Bewegen Sie die Kunststoffabdeckung auf dem Geltrockner zurück. Legen Sie den gesamten Stapel unter die Kunststoffabdeckung und bewegen Sie die Kunststoffabdeckung wieder nach unten, um eine Dichtung zu erstellen. Trocknen Sie das Gel bei 80 Grad Celsius für eine Stunde.
Schalten Sie dann den Geltrockner aus, und entfernen Sie den Stapel vorsichtig. Entfernen Sie das Wickel- und zweites Chromatographiepapier. Das restliche Chromatographiepapier mit dem getrockneten Gel in einer Autoradiogrammkassette aufkleben.
Fügen Sie in einem dunklen Raum ein Blatt Autoradiographiefilm hinzu. Bewahren Sie die Kassette bei negativen 80 Grad Celsius auf und entwickeln Sie den Film zur richtigen Zeit, abhängig von der Signalintensität. Sobald der Film entwickelt ist, legen Sie ihn auf die Kassette und verwenden Sie einen Labormarker, um die vier Kanten des Gels, jeden Brunnen, und die Position der XC- und BB-Farbstoffe sorgfältig zu markieren.
Scannen Sie den Film mit einer Auflösung von 300 oder 600 Pixeln pro Zoll, und speichern Sie das Bild als TIFF-Datei. In dieser Studie wird ein antikörperfreier Test zur Analyse der RNA-Methyltransferase-Aktivität gezeigt. Ein typischer Lauf aus einer In-vitro-Transkriptionsreaktion mit der T7-RNA-Polymerase der 7SK-Kleinkern-RNA zeigt relativ kurze und hochstrukturierte RNA.
Es gibt mehrere unerwünschte Bänder, sowohl kürzer als auch länger als 7SK, wahrscheinlich aufgrund zufälliger Transkriptionsinitiierungs- oder Beendigungsereignisse. Aus diesem Grund ist die Gelreinigung nach der In-vitro-Transkriptionsreaktion wichtig, um eine saubere RNA-Probe zu erhalten. An diesem Punkt kann die RNA von Interesse durch ihre Position relativ zur Leiter identifiziert und durch Gelreinigung gereinigt werden.

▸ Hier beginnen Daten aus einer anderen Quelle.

//! Error types shared by colors, rainbows and the catalog.

use crate::catalog::RainbowId;

/// A single color channel, used to report which channel was out of range.
#[derive(Debug, Clone, Copy, PartialEq, Eq)]
#[cfg_attr(feature = "defmt", derive(defmt::Format))]
pub enum Channel {
    Red,
    Green,
    Blue,
}

impl core::fmt::Display for Channel {
    fn fmt(&self, f: &mut core::fmt::Formatter<'_>) -> core::fmt::Result {
        match self {
            Channel::Red => write!(f, "red"),
            Channel::Green => write!(f, "green"),
            Channel::Blue => write!(f, "blue"),
        }
    }
}

/// Why a rainbow could not be constructed.
#[derive(Debug, Clone, Copy, PartialEq, Eq)]
#[cfg_attr(feature = "defmt", derive(defmt::Format))]
pub enum InvalidPaletteReason {
    /// A signed color count below zero.
    NegativeLength(i32),

    /// Active length larger than the rainbow's storage.
    ExceedsCapacity { active_length: usize, capacity: usize },

    /// Active length larger than the number of colors actually supplied.
    ExceedsSupplied { active_length: usize, supplied: usize },

    /// More colors supplied than the rainbow can store.
    TooManyColors { supplied: usize, capacity: usize },
}

/// Errors raised while building or querying rainbows and catalogs.
#[derive(Debug, Clone, Copy, PartialEq, Eq)]
#[cfg_attr(feature = "defmt", derive(defmt::Format))]
pub enum PaletteError {
    /// Construction-time invariant violation.
    InvalidPalette(InvalidPaletteReason),

    /// A zero-length rainbow was queried for a color.
    EmptyPalette,

    /// No rainbow is registered under this id.
    UnknownPalette(RainbowId),

    /// A color channel outside `0..=255`.
    OutOfRangeColor { channel: Channel, value: i32 },

    /// A rainbow is already registered under this id.
    DuplicatePalette(RainbowId),

    /// The id cannot be stored in a catalog of this capacity.
    PaletteIdOutOfBounds { id: RainbowId, capacity: usize },
}

impl From<InvalidPaletteReason> for PaletteError {
    fn from(reason: InvalidPaletteReason) -> Self {
        PaletteError::InvalidPalette(reason)
    }
}

impl core::fmt::Display for InvalidPaletteReason {
    fn fmt(&self, f: &mut core::fmt::Formatter<'_>) -> core::fmt::Result {
        match self {
            InvalidPaletteReason::NegativeLength(length) => {
                write!(f, "color count {} is negative", length)
            }
            InvalidPaletteReason::ExceedsCapacity {
                active_length,
                capacity,
            } => {
                write!(
                    f,
                    "active length {} exceeds capacity of {}",
                    active_length, capacity
                )
            }
            InvalidPaletteReason::ExceedsSupplied {
                active_length,
                supplied,
            } => {
                write!(
                    f,
                    "active length {} exceeds the {} colors supplied",
                    active_length, supplied
                )
            }
            InvalidPaletteReason::TooManyColors { supplied, capacity } => {
                write!(
                    f,
                    "{} colors supplied but capacity is {}",
                    supplied, capacity
                )
            }
        }
    }
}

impl core::fmt::Display for PaletteError {
    fn fmt(&self, f: &mut core::fmt::Formatter<'_>) -> core::fmt::Result {
        match self {
            PaletteError::InvalidPalette(reason) => {
                write!(f, "invalid palette: {}", reason)
            }
            PaletteError::EmptyPalette => {
                write!(f, "palette has no active colors")
            }
            PaletteError::UnknownPalette(id) => {
                write!(f, "palette {} does not exist in catalog", id)
            }
            PaletteError::OutOfRangeColor { channel, value } => {
                write!(f, "{} channel value {} is outside 0-255", channel, value)
            }
            PaletteError::DuplicatePalette(id) => {
                write!(f, "palette {} already exists in catalog", id)
            }
            PaletteError::PaletteIdOutOfBounds { id, capacity } => {
                write!(
                    f,
                    "palette {} is outside the catalog range 1-{}",
                    id, capacity
                )
            }
        }
    }
}

#[cfg(feature = "std")]
impl std::error::Error for PaletteError {}
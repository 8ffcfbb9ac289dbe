use axum::{
    extract::{Multipart, State},
    response::Json,
};
use serde::{Deserialize, Serialize};
use tracing::{debug, info};
use utoipa::ToSchema;
use uuid::Uuid;

use crate::config::MAX_IMAGES_PER_TOUR;
use crate::errors::TourError;
use crate::server::app::AppState;
use crate::tour::build_tour;

/// Multipart field carrying the panorama files.
pub const IMAGES_FIELD: &str = "images";

#[derive(Serialize, Deserialize, Debug, ToSchema)]
#[serde(rename_all = "camelCase")]
pub struct UploadResponse {
    pub tour_id: String,
}

/// Store a batch of panoramas and build a tour from them in upload order.
///
/// Expects `multipart/form-data` with up to 20 files under the `images` field.
#[utoipa::path(
    post,
    path = "/api/upload",
    responses(
        (status = 200, description = "Tour created", body = UploadResponse),
        (status = 400, description = "No images, too many images or malformed body", body = crate::server::handlers::tours::ErrorResponse),
        (status = 413, description = "Upload exceeds the configured body limit", body = crate::server::handlers::tours::ErrorResponse)
    )
)]
pub async fn upload_images(
    State(state): State<AppState>,
    mut multipart: Multipart,
) -> Result<Json<UploadResponse>, TourError> {
    // One id per request, fixed before any file is touched.
    let tour_id = Uuid::new_v4();
    let store = &state.store;
    let mut panoramas: Vec<String> = Vec::new();
    let mut dir_created = false;

    while let Some(mut field) = multipart
        .next_field()
        .await
        .map_err(TourError::from)?
    {
        if field.name() != Some(IMAGES_FIELD) || field.file_name().is_none() {
            continue;
        }
        if panoramas.len() == MAX_IMAGES_PER_TOUR {
            return Err(TourError::TooManyFiles {
                max: MAX_IMAGES_PER_TOUR,
            });
        }
        if !dir_created {
            store.create_tour_dir(&tour_id).await?;
            dir_created = true;
        }

        let index = panoramas.len() + 1;
        let original_name = field.file_name().map(str::to_string);
        let mut image = store
            .create_image(&tour_id, index, original_name.as_deref())
            .await?;
        while let Some(chunk) = field
            .chunk()
            .await
            .map_err(TourError::from)?
        {
            image.write_chunk(&chunk).await?;
        }
        let (url, size) = image.finish().await?;
        debug!("Stored {} ({} bytes)", url, size);
        panoramas.push(url);
    }

    if panoramas.is_empty() {
        return Err(TourError::NoImages);
    }

    let nodes = build_tour(&panoramas);
    store.write_nodes(&tour_id, &nodes).await?;
    info!("Created tour {} with {} scenes", tour_id, nodes.len());

    Ok(Json(UploadResponse {
        tour_id: tour_id.to_string(),
    }))
}
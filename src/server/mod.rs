pub mod app;
pub mod handlers;

use anyhow::Result;
use tracing::info;

use crate::config::ServerConfig;

pub async fn start_server(config: &ServerConfig) -> Result<()> {
    let app = app::create_app(config).await?;

    log_routes(config);

    let listener = tokio::net::TcpListener::bind(format!("0.0.0.0:{}", config.port)).await?;
    info!("Server running on http://0.0.0.0:{}", config.port);

    axum::serve(listener, app).await?;

    Ok(())
}

fn log_routes(config: &ServerConfig) {
    info!("API Endpoints:");
    info!("  /health                     - Health check");
    info!("  /api-docs/openapi.json      - OpenAPI document");
    info!("  /api/upload                 - Upload panoramas (POST, multipart field 'images')");
    info!("  /api/tour/:id               - Tour nodes");
    info!(
        "  /uploads/:id/:filename      - Stored images (from {})",
        config.upload_dir.display()
    );
}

Hier wird ein repräsentativer RNA-Methyltransferase-Assay mit der unteren Grenze der empfohlenen RNA- und Proteinkonzentrationen gezeigt. Dieser Test ermöglicht sowohl quantitative Ergebnisse aus den Szintillationszahlen als auch qualitative Ergebnisse aus dem Autoradiogramm. Hierbei zeigt sich, dass eine methylatierte RNA-Methyltransferase auch U6 methylieren kann. Darüber hinaus hemmt die Bindung des Histones H4 an MePCE, wie kürzlich für 7SK gezeigt, auch die U6-Methylierung.
Dies kann sowohl in der Szintillationsanzahl als auch im Autoradiogramm beobachtet werden, was die Robustheit dieses Protokolls zeigt. RNA ist anfällig für Degradation, also stellen Sie bitte sicher, RNase-freie Reagenzien zu verwenden und alle Oberflächen und Geräte gründlich zu reinigen. Die radioaktiv markierte RNA, die aus diesem Methyltransferase-Assay gewonnen wird, kann beispielsweise direkt zur Beurteilung der RNA-Demethylase-Aktivität oder der RNA-Bindungsaktivität durch elektrophoretische Mobilitätsverschiebungs-Assay verwendet werden.
Diese Methode ermöglicht es Forschern, die Wirkung verschiedener Faktoren auf die RNA-Methyltransferase-Aktivität zu testen, einschließlich Punktmutationen und Behandlungen mit kleinen Molekülinhibitoren. Bei dieser Methode wird radioaktives Material verwendet, also achten Sie darauf, die entsprechende PSA zu tragen, und seien Sie vorsichtig bei der Handhabung und Entsorgung radioaktiver Stoffe.